The headquarters of the Judge Advocate General's Corps of the United States Department of the Navy is located at the Washington Navy Yard in Washington, D.C..


In 1775, the Continental Congress enacted the Articles of Conduct, governing the ships and men of the Continental Navy. However, soon thereafter, all of these ships were sold and the Navy and Marine Corps were disbanded. In July 1797, Congress, after authorizing construction of six ships, enacted the Rules for Regulation of the Navy as a temporary measure. Then, in 1800, Congress enacted a more sophisticated code adopted directly from the British Naval Code of 1749. There was little or no need for lawyers to interpret these simple codes, nor was there a need for lawyers in the uncomplicated administration of the Navy prior to the American Civil War.

During the Civil War, however, Secretary of the Navy Gideon Welles named a young assistant U.S. Attorney in the District of Columbia to present the government's case in complicated courts-martial. Without any statutory authority, Secretary Welles gave Wilson the title of "Solicitor of the Navy Department," making him the first House counsel to the United States Navy.

By the Act of March 2, 1865, Congress authorized "the President to appoint, by and with the advice and consent of the Senate, for service during the rebellion and one year thereafter, an officer of the Navy Department to be called the 'Solicitor and Naval Judge Advocate General.'" The United States Congress maintained the billet on a year-to-year basis by amendments to the Naval Appropriations Acts. In 1870, Congress transferred the billet to a newly established Justice Department with the title of Naval Solicitor.

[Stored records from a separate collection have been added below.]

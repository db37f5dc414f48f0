//! Compliance evaluator - classifies an amount against its category's
//! percentage-of-total constraints.
//!
//! Evaluation is a pure function of the registry and its inputs. Precondition
//! failures (non-positive amount or total) are errors; constraint violations
//! are data on the returned [`ComplianceResult`], so every caller (allocation
//! form, expense form, overview pages) can render something and decide its own
//! enforcement policy.

use crate::{
    core::registry::CategoryRepository,
    entities::{Budget, BudgetConstraint, ConstraintType, Severity},
    errors::{Error, Result},
    money::{format_percentage, format_threshold, percentage_of},
};
use rust_decimal::Decimal;
use rust_decimal_macros::dec;
use tracing::{debug, warn};

/// Default tolerance, in percentage points, before a stored percentage is
/// reported as drifting from the one computed from amounts.
pub const DEFAULT_DRIFT_TOLERANCE: Decimal = dec!(0.1);

/// Which side of a constraint was crossed.
#[derive(Debug, Clone, Copy, PartialEq, Eq, Hash)]
pub enum ViolationKind {
    /// Percentage above a max constraint
    ExceedsMax,
    /// Percentage below a min constraint
    BelowMin,
}

impl ViolationKind {
    const fn for_constraint(constraint_type: ConstraintType) -> Self {
        match constraint_type {
            ConstraintType::Max => Self::ExceedsMax,
            ConstraintType::Min => Self::BelowMin,
        }
    }
}

/// One broken constraint.
#[derive(Debug, Clone, PartialEq, Eq)]
pub struct Violation {
    /// Which side was crossed
    pub kind: ViolationKind,
    /// Hard blocks, soft warns
    pub severity: Severity,
    /// Category evaluated
    pub category_id: String,
    /// Percentage of total that was evaluated
    pub percentage: Decimal,
    /// Constraint threshold
    pub threshold: Decimal,
    /// Human-readable explanation
    pub message: String,
}

/// Overall verdict of an evaluation.
#[derive(Debug, Clone, Copy, PartialEq, Eq, Hash)]
pub enum ComplianceStatus {
    /// No constraint broken
    Compliant,
    /// Only soft constraints broken
    SoftViolation,
    /// At least one hard constraint broken
    HardViolation,
}

impl ComplianceStatus {
    /// Badge text for tables.
    #[must_use]
    pub const fn label(self) -> &'static str {
        match self {
            Self::Compliant => "Compliant",
            Self::SoftViolation => "Warning",
            Self::HardViolation => "Violation",
        }
    }
}

/// A data-integrity problem noticed during evaluation. Not a compliance problem.
#[derive(Debug, Clone, PartialEq, Eq)]
pub enum DataWarning {
    /// The category id is not in the registry, so no constraints were applied
    UnknownCategory {
        /// The unrecognised id
        category_id: String,
    },
    /// A stored percentage disagrees with the one computed from amounts
    PercentageDrift {
        /// Allocation with the stale value
        allocation_id: String,
        /// Stored `percentage_of_total`
        stored: Decimal,
        /// Allocated / total × 100
        computed: Decimal,
    },
}

impl std::fmt::Display for DataWarning {
    fn fmt(&self, f: &mut std::fmt::Formatter<'_>) -> std::fmt::Result {
        match self {
            Self::UnknownCategory { category_id } => {
                write!(f, "Unknown category '{category_id}': no constraints applied")
            }
            Self::PercentageDrift {
                allocation_id,
                stored,
                computed,
            } => write!(
                f,
                "Allocation {allocation_id} stores {}% of total but its amount is {}%",
                format_percentage(*stored),
                format_percentage(*computed)
            ),
        }
    }
}

/// Structured outcome of one evaluation.
#[derive(Debug, Clone, PartialEq, Eq)]
pub struct ComplianceResult {
    /// Category evaluated
    pub category_id: String,
    /// Percentage of total the amount represents
    pub percentage: Decimal,
    /// Aggregated verdict
    pub status: ComplianceStatus,
    /// Broken constraints, max before min
    pub violations: Vec<Violation>,
    /// Data problems to flag separately from compliance
    pub warnings: Vec<DataWarning>,
}

impl ComplianceResult {
    /// True when no constraint is broken.
    #[must_use]
    pub fn is_compliant(&self) -> bool {
        self.status == ComplianceStatus::Compliant
    }

    /// True when a hard constraint is broken and the action must be blocked.
    #[must_use]
    pub fn is_blocking(&self) -> bool {
        self.status == ComplianceStatus::HardViolation
    }

    /// Violation messages in order.
    #[must_use]
    pub fn messages(&self) -> Vec<&str> {
        self.violations.iter().map(|v| v.message.as_str()).collect()
    }

    /// True when the category was not found in the registry.
    #[must_use]
    pub fn has_unknown_category(&self) -> bool {
        self.warnings
            .iter()
            .any(|w| matches!(w, DataWarning::UnknownCategory { .. }))
    }

    /// Whether a violation of the given kind is present.
    #[must_use]
    pub fn has_violation(&self, kind: ViolationKind) -> bool {
        self.violations.iter().any(|v| v.kind == kind)
    }
}

/// Evaluates `amount` of `category_id` against a budget of `total_budget`.
///
/// # Errors
/// - [`Error::InvalidAmount`] if `amount` is zero or negative
/// - [`Error::InvalidTotalBudget`] if `total_budget` is zero or negative
pub fn evaluate<R>(
    registry: &R,
    amount: Decimal,
    category_id: &str,
    total_budget: Decimal,
) -> Result<ComplianceResult>
where
    R: CategoryRepository + ?Sized,
{
    if amount <= Decimal::ZERO {
        return Err(Error::InvalidAmount { amount });
    }
    let percentage = percentage_of(amount, total_budget)?;
    let result = classify(registry, category_id, percentage);

    debug!(
        "Evaluated {} for '{}' against {}: {}% -> {:?}",
        amount,
        category_id,
        total_budget,
        format_percentage(percentage),
        result.status
    );

    Ok(result)
}

/// Classifies an already-computed percentage of total for a category.
#[must_use]
pub fn classify<R>(registry: &R, category_id: &str, percentage: Decimal) -> ComplianceResult
where
    R: CategoryRepository + ?Sized,
{
    let mut warnings = Vec::new();
    if registry.get_category(category_id).is_none() {
        warnings.push(DataWarning::UnknownCategory {
            category_id: category_id.to_string(),
        });
    }

    let category_name = registry.category_name(category_id);
    let violations: Vec<Violation> = [ConstraintType::Max, ConstraintType::Min]
        .into_iter()
        .filter_map(|constraint_type| registry.get_constraint(category_id, constraint_type))
        .filter(|constraint| constraint.is_violated_by(percentage))
        .map(|constraint| violation(category_name, constraint, percentage))
        .collect();

    let status = aggregate_status(&violations);

    ComplianceResult {
        category_id: category_id.to_string(),
        percentage,
        status,
        violations,
        warnings,
    }
}

fn violation(category_name: &str, constraint: &BudgetConstraint, percentage: Decimal) -> Violation {
    let kind = ViolationKind::for_constraint(constraint.constraint_type);
    let pct = format_percentage(percentage);
    let threshold = format_threshold(constraint.percentage);
    let message = match kind {
        ViolationKind::ExceedsMax => {
            format!("{category_name} allocation ({pct}%) exceeds maximum limit of {threshold}%")
        }
        ViolationKind::BelowMin => {
            format!(
                "{category_name} allocation ({pct}%) is below minimum \
                 requirement of {threshold}%"
            )
        }
    };

    Violation {
        kind,
        severity: constraint.severity(),
        category_id: constraint.category_id.clone(),
        percentage,
        threshold: constraint.percentage,
        message,
    }
}

fn aggregate_status(violations: &[Violation]) -> ComplianceStatus {
    match violations.iter().map(|v| v.severity).max() {
        None => ComplianceStatus::Compliant,
        Some(Severity::Soft) => ComplianceStatus::SoftViolation,
        Some(Severity::Hard) => ComplianceStatus::HardViolation,
    }
}

/// Compliance of one existing allocation.
#[derive(Debug, Clone, PartialEq, Eq)]
pub struct AllocationCompliance {
    /// Allocation evaluated
    pub allocation_id: String,
    /// Percentage recomputed from the allocated amount
    pub computed_percentage: Decimal,
    /// Verdict based on the stored percentage
    pub result: ComplianceResult,
}

/// Re-evaluates every allocation of `budget` against current constraints.
///
/// Each verdict uses the allocation's stored `percentage_of_total`, matching
/// what the overview pages display. The percentage is also recomputed from the
/// allocated amount; a disagreement larger than `drift_tolerance` percentage
/// points is attached as a [`DataWarning::PercentageDrift`].
///
/// # Errors
/// [`Error::InvalidTotalBudget`] if the budget total is not positive.
pub fn evaluate_budget_snapshot<R>(
    registry: &R,
    budget: &Budget,
    drift_tolerance: Decimal,
) -> Result<Vec<AllocationCompliance>>
where
    R: CategoryRepository + ?Sized,
{
    let mut snapshot = Vec::with_capacity(budget.allocations.len());

    for allocation in &budget.allocations {
        let stored = allocation.percentage_of_total();
        let computed = percentage_of(allocation.allocated_amount(), budget.total_amount)?;
        let mut result = classify(registry, &allocation.category_id, stored);

        if (stored - computed).abs() > drift_tolerance {
            warn!(
                "Budget {} allocation {} stores {}% but amounts give {}%",
                budget.id, allocation.id, stored, computed
            );
            result.warnings.push(DataWarning::PercentageDrift {
                allocation_id: allocation.id.clone(),
                stored,
                computed,
            });
        }

        snapshot.push(AllocationCompliance {
            allocation_id: allocation.id.clone(),
            computed_percentage: computed,
            result,
        });
    }

    let violating = snapshot.iter().filter(|s| !s.result.is_compliant()).count();
    debug!(
        "Snapshot of budget {}: {} allocations, {} in violation",
        budget.id,
        snapshot.len(),
        violating
    );

    Ok(snapshot)
}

In 1967, Congress decided to establish the Judge Advocate General's Corps within the Department of the Navy. The legislation was signed into law by President Lyndon B. Johnson on December 8 1967, and ensured Navy lawyers' status as staff officers within the Navy, similar to physicians and chaplains.

The Insignia

The official insignia of the JAG Corps consists of two gold oak leaves, curving to form a semi-circle in the center of which is balanced a silver "mill rinde" [sic], In ancient France, the fer de moline, or millrind, was a symbol of equal justice for all under the law. The two counterbalancing oak leaves are identical and connote the scales upon which justice is weighed. Oak leaves denote a corps, and symbolize strength, particularly the strength of the hulls of the early American Navy, which were oak-timbered. In the milling of grains, the millrind was used to keep the stone grinding wheels an equal distance apart to provide consistency in the milling process. It, thus, symbolizes that the wheels of justice must grind exceedingly fine and exceptionally even. In the sixteenth century, this symbol was adopted in England as a symbol for lawyers.

The millrind can also be found in both the Staff Corps Officers Specialty Insignia and in the Enlisted Rating Insignia (LN Legalman).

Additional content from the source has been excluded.